At some point, you realize that your time and your organization’s budget have been stolen.

What you’ve experienced is Grand Theft Leadership Training.

We can do better than this.

The key is deliberate practice. Repeated skill drills aimed at building muscle memory coupled with reflection on the experience. All aimed at rewiring neural pathways in your brain.

I don’t think this is a lot to ask. Why should we hold lower standards for a $5,000 professional development experience than we do for a $15 tennis lesson?

We have to do better than this.

Practical tip: ask yourself these two questions when thinking of registering for a leadership program:

1. Will it help me translate new insights into conversation skills?
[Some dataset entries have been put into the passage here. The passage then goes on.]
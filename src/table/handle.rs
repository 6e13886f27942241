// This Source Code Form is subject to the terms of the Mozilla Public
// License, v. 2.0. If a copy of the MPL was not distributed with this
// file, You can obtain one at http://mozilla.org/MPL/2.0/.

use std::{path::Path, sync::Arc};

use log::debug;

use super::{CalTableError, ColumnStore, OpenColumnStore, TableOpenMode};

/// A shared reference to an open calibration table.
///
/// Cloning a handle aliases the same storage; the storage lives until the last
/// handle referencing it is dropped. Writing requires a handle opened for
/// update that isn't aliased.
#[derive(Debug)]
pub struct CalTableHandle<S> {
    store: Arc<S>,
    mode: TableOpenMode,
}

impl<S> Clone for CalTableHandle<S> {
    fn clone(&self) -> Self {
        CalTableHandle {
            store: Arc::clone(&self.store),
            mode: self.mode,
        }
    }
}

impl<S: OpenColumnStore> CalTableHandle<S> {
    pub fn open<P: AsRef<Path>>(path: P, mode: TableOpenMode) -> Result<Self, CalTableError> {
        let store = S::open(path.as_ref(), mode)?;
        debug!(
            "Opened '{}' with {} rows ({mode})",
            store.name(),
            store.num_rows()
        );
        Ok(CalTableHandle {
            store: Arc::new(store),
            mode,
        })
    }
}

impl<S: ColumnStore> CalTableHandle<S> {
    /// Wrap an already-constructed store.
    pub fn from_store(store: S, mode: TableOpenMode) -> Self {
        CalTableHandle {
            store: Arc::new(store),
            mode,
        }
    }

    pub fn store(&self) -> &S {
        &self.store
    }

    /// Mutable access to the underlying store. Fails if the table was opened
    /// read-only, or if another handle aliases the same storage.
    pub fn store_mut(&mut self) -> Result<&mut S, CalTableError> {
        if !self.mode.is_writable() {
            return Err(CalTableError::NotWritable {
                table: self.store.name().to_string(),
                reason: "the table was opened read-only",
            });
        }
        let table = self.store.name().to_string();
        Arc::get_mut(&mut self.store).ok_or_else(|| CalTableError::NotWritable {
            table,
            reason: "other handles reference the same table",
        })
    }

    pub fn name(&self) -> &str {
        self.store.name()
    }

    pub fn mode(&self) -> TableOpenMode {
        self.mode
    }

    pub fn num_rows(&self) -> usize {
        self.store.num_rows()
    }

    pub fn has_column(&self, name: &str) -> bool {
        self.store.has_column(name)
    }

    /// Whether other handles reference the same storage.
    pub fn is_shared(&self) -> bool {
        Arc::strong_count(&self.store) > 1
    }

    /// Open a named subtable with the same mode as this table.
    pub fn subtable(&self, name: &str) -> Result<CalTableHandle<S>, CalTableError> {
        let store = self.store.subtable(name)?;
        Ok(CalTableHandle {
            store: Arc::new(store),
            mode: self.mode,
        })
    }
}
2. How much of the time will be devoted to deliberate practice?

 

Reader Q&A

Q: “I am curious if you were serious about deep work being contraindicated for [Enneagram] Fives. Two I know well do this a lot.”—Deborah

A: I said it was contraindicated for some Fives. Still, your question raises a big point about that piece. In service of brevity, I left out nuance. Many Fives get great value from Deep Work. Consider a Five senior executive I once coached. His job required individual thinking time, but he rarely got it. The reason? He literally couldn’t close the door to his office—that’s how much he diminished his own needs. I helped him create time and space for deep work. It made a positive difference.
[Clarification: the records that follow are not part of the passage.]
// This Source Code Form is subject to the terms of the Mozilla Public
// License, v. 2.0. If a copy of the MPL was not distributed with this
// file, You can obtain one at http://mozilla.org/MPL/2.0/.

//! Error type for all caltab-related errors.

use thiserror::Error;

#[derive(Error, Debug)]
pub enum CaltabError {
    #[error(transparent)]
    Table(#[from] crate::table::CalTableError),

    #[error(transparent)]
    Interp(#[from] crate::interp::InterpError),

    #[error(transparent)]
    IndexMap(#[from] crate::maps::IndexMapError),

    #[error(transparent)]
    CalLib(#[from] crate::callib::CalLibError),

    #[error(transparent)]
    UnitParse(#[from] crate::unit_parsing::UnitParseError),
}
That was him. Many other Fives have no qualms closing the door. Their challenge is opening it and stepping out. My caution to them—and why I call this a contraindiction—is to avoid using the Deep Work practice as a rationale for avoiding contact with others.

 

Sleepy makes grumpy

Damn it if I didn’t just learn the same lesson all over again.
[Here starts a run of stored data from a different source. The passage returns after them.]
// This Source Code Form is subject to the terms of the Mozilla Public
// License, v. 2.0. If a copy of the MPL was not distributed with this
// file, You can obtain one at http://mozilla.org/MPL/2.0/.

use std::collections::BTreeMap;

use log::debug;
use ndarray::prelude::*;
use vec1::Vec1;

use crate::{
    constants::{CHAN_FREQ_COLUMN, SPECTRAL_WINDOW_SUBTABLE},
    table::{CalTableError, CalTableHandle, ColumnData, ColumnStore, MemTable},
};

/// Channel centre frequencies \[Hz\] of each calibration-table spectral
/// window.
#[derive(Debug, Clone, Default, PartialEq)]
pub struct SpectralWindows {
    chan_freqs: BTreeMap<i32, Vec1<f64>>,
}

impl SpectralWindows {
    pub fn new() -> SpectralWindows {
        SpectralWindows::default()
    }

    pub fn insert(&mut self, spw: i32, chan_freqs: Vec1<f64>) {
        self.chan_freqs.insert(spw, chan_freqs);
    }

    pub fn get(&self, spw: i32) -> Option<&Vec1<f64>> {
        self.chan_freqs.get(&spw)
    }

    pub fn len(&self) -> usize {
        self.chan_freqs.len()
    }

    pub fn is_empty(&self) -> bool {
        self.chan_freqs.is_empty()
    }

    pub fn iter(&self) -> impl Iterator<Item = (i32, &Vec1<f64>)> {
        self.chan_freqs.iter().map(|(&spw, f)| (spw, f))
    }

    /// Read the CHAN_FREQ column of a table's SPECTRAL_WINDOW subtable; row
    /// `n` describes spw `n`. A table without the subtable gives no spectral
    /// windows.
    pub fn from_table<S: ColumnStore>(table: &CalTableHandle<S>) -> Result<Self, CalTableError> {
        let subtable = match table.subtable(SPECTRAL_WINDOW_SUBTABLE) {
            Ok(s) => s,
            Err(CalTableError::SubtableMissing { .. }) => {
                debug!(
                    "'{}' has no {SPECTRAL_WINDOW_SUBTABLE} subtable",
                    table.name()
                );
                return Ok(SpectralWindows::default());
            }
            Err(e) => return Err(e),
        };
        let store = subtable.store();
        let freqs: Vec<Array1<f64>> = store.read_range(CHAN_FREQ_COLUMN, 0..store.num_rows())?;
        let mut spws = SpectralWindows::default();
        for (spw, freqs) in freqs.into_iter().enumerate() {
            // Spectral windows without channels are skipped.
            if let Ok(freqs) = Vec1::try_from_vec(freqs.to_vec()) {
                spws.insert(spw as i32, freqs);
            }
        }
        debug!("Read channel frequencies for {} spectral windows", spws.len());
        Ok(spws)
    }

    /// A SPECTRAL_WINDOW subtable describing these windows. Missing (and
    /// negative) spw ids get no row with frequencies.
    pub fn to_subtable(&self) -> Result<MemTable, CalTableError> {
        let num_rows = self
            .chan_freqs
            .keys()
            .next_back()
            .filter(|&&max| max >= 0)
            .map(|&max| max as usize + 1)
            .unwrap_or(0);
        let mut cells = vec![Array1::zeros(0); num_rows];
        for (&spw, freqs) in self.chan_freqs.range(0..) {
            cells[spw as usize] = Array1::from(freqs.to_vec());
        }
        MemTable::new(num_rows).with_column(CHAN_FREQ_COLUMN, ColumnData::Float64Vector(cells))
    }
}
For much of November, I was grumpy more than average. Less patient, more anxious, way more likely to be snippy.

Don’t get me wrong. I knew sleep was involved. Our younger son was waking up multiple times a night and mistaking me for a father with a big heart. The two were clearly connected.

However, that’s not the explanation my mind used during the moments I was peeved. It blamed everything else: cloudy weather, not enough meditation, too few close friends, wrong profession, impeachment hearings, climate change, even a heating pad (long story!).

Then we moved our son to a new temporary bedroom. The first night, he slept well, as did I. The next four nights, things went even better.

Suddenly, Grumpy Gary had become Happy Harry—or, to be precise, Amiable Amiel. I was more patient and relaxed, less likely to complain, more inclined to smile and laugh. All without any substantive changes in the weather, my meditation, my friendships, etc.

It’s the sleep, stupid!

 

Works for some—Covey’s fifth habit

Different folks need different strokes…of advice. This week’s focus: Stephen Covey’s fifth habit: seek first to understand, then to be understood.

Covey gave us this principle in 1989 when Seven Habits was published. You’ve used it to enter new situations, sustain relationships, and talk with people who seem crazy. I find it handy 10-15 times a day. Literally. And ignoring it? Half of my top ten blunders in life stemmed from this.

Yet, like all good advice, it’s not for everyone, has side effects, and occasionally needs supplements. Let’s break this down:

  • Works for: managers with disgruntled direct reports or peers, parents with teenagers, dealing with families of origin, and anyone without wiring for inquiring
  • Contraindications (doesn’t work for): people wired to focus on others’ needs and ignore their own, like many Enneagram Two Helpers. People wired to merge with others’ agendas, like some Enneagram Nine Peacemakers. Severe verbal bullying. Threats of immediate bodily harm. Dealing with toxic people on social media.
  • Side effects: confusion if the other person rattles on forever. Frustration when they won’t reveal anything. Losing your place at the table if all you do is seek to understand.
  • Supplement with: using your mind to assess what you’ve heard and your body to sense how it lands for you. Getting clear on what matters to you and sharing it.